WHAT THE TASK ASKS ▸ Do any lines in the data below contain "match"? If so, copy every one of them.

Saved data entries
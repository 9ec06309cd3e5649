//! jv CLI entry point
//!
//! Parses arguments, sets up logging, runs the command and prints errors with
//! suggestions. Every command except `update` starts the rate-limited
//! background update check next to it and prints a one-line notice on stderr
//! if the check finishes in time.

use anyhow::Result;
use clap::Parser;
use jv_cli::cli::{self, CliConfig};
use jv_cli::config::Config;
use jv_cli::constants::{BACKGROUND_NOTICE_WAIT, NO_UPDATE_CHECK_ENV};
use jv_cli::core::error::user_friendly_error;
use jv_cli::download::http_client;
use jv_cli::upgrade::{BackgroundCheck, GitHubReleaseSource, VersionChecker, record_check};
use std::sync::Arc;
use tracing::debug;

#[tokio::main]
async fn main() -> Result<()> {
    let cli = cli::Cli::parse();

    #[cfg(windows)]
    colored::control::set_virtual_terminal(true).ok();

    let config = cli.build_config();
    config.init_logging();

    let background = if cli.is_update_command() {
        None
    } else {
        start_background_check(&config)
    };

    let result = cli.execute_with_config(config.clone()).await;

    if let Some(background) = background {
        if let Some(report) = background.finish(BACKGROUND_NOTICE_WAIT).await {
            if let Ok(path) = Config::resolve_path(config.config_path.as_deref()) {
                record_check(&path, &report);
            }
            if let Some(notice) = report.notice(env!("CARGO_PKG_VERSION")) {
                eprintln!("{notice}");
            }
        }
    }

    match result {
        Ok(()) => Ok(()),
        Err(e) => {
            let error_ctx = user_friendly_error(e);
            error_ctx.display();
            std::process::exit(1);
        }
    }
}

fn start_background_check(config: &CliConfig) -> Option<BackgroundCheck> {
    if std::env::var_os(NO_UPDATE_CHECK_ENV).is_some() {
        return None;
    }
    let update_config = match Config::load(config.config_path.as_deref()) {
        Ok(loaded) => loaded.update_config,
        Err(e) => {
            debug!("Skipping background update check: {e}");
            return None;
        }
    };
    let client = match http_client() {
        Ok(client) => client,
        Err(e) => {
            debug!("Skipping background update check: {e}");
            return None;
        }
    };
    let checker = VersionChecker::new(
        env!("CARGO_PKG_VERSION"),
        Arc::new(GitHubReleaseSource::new(client)),
    );
    BackgroundCheck::spawn(checker, &update_config)
}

SOLUTION TO THIS TASK ▸
    match result {
    let update_config = match Config::load(config.config_path.as_deref()) {
    let client = match http_client() {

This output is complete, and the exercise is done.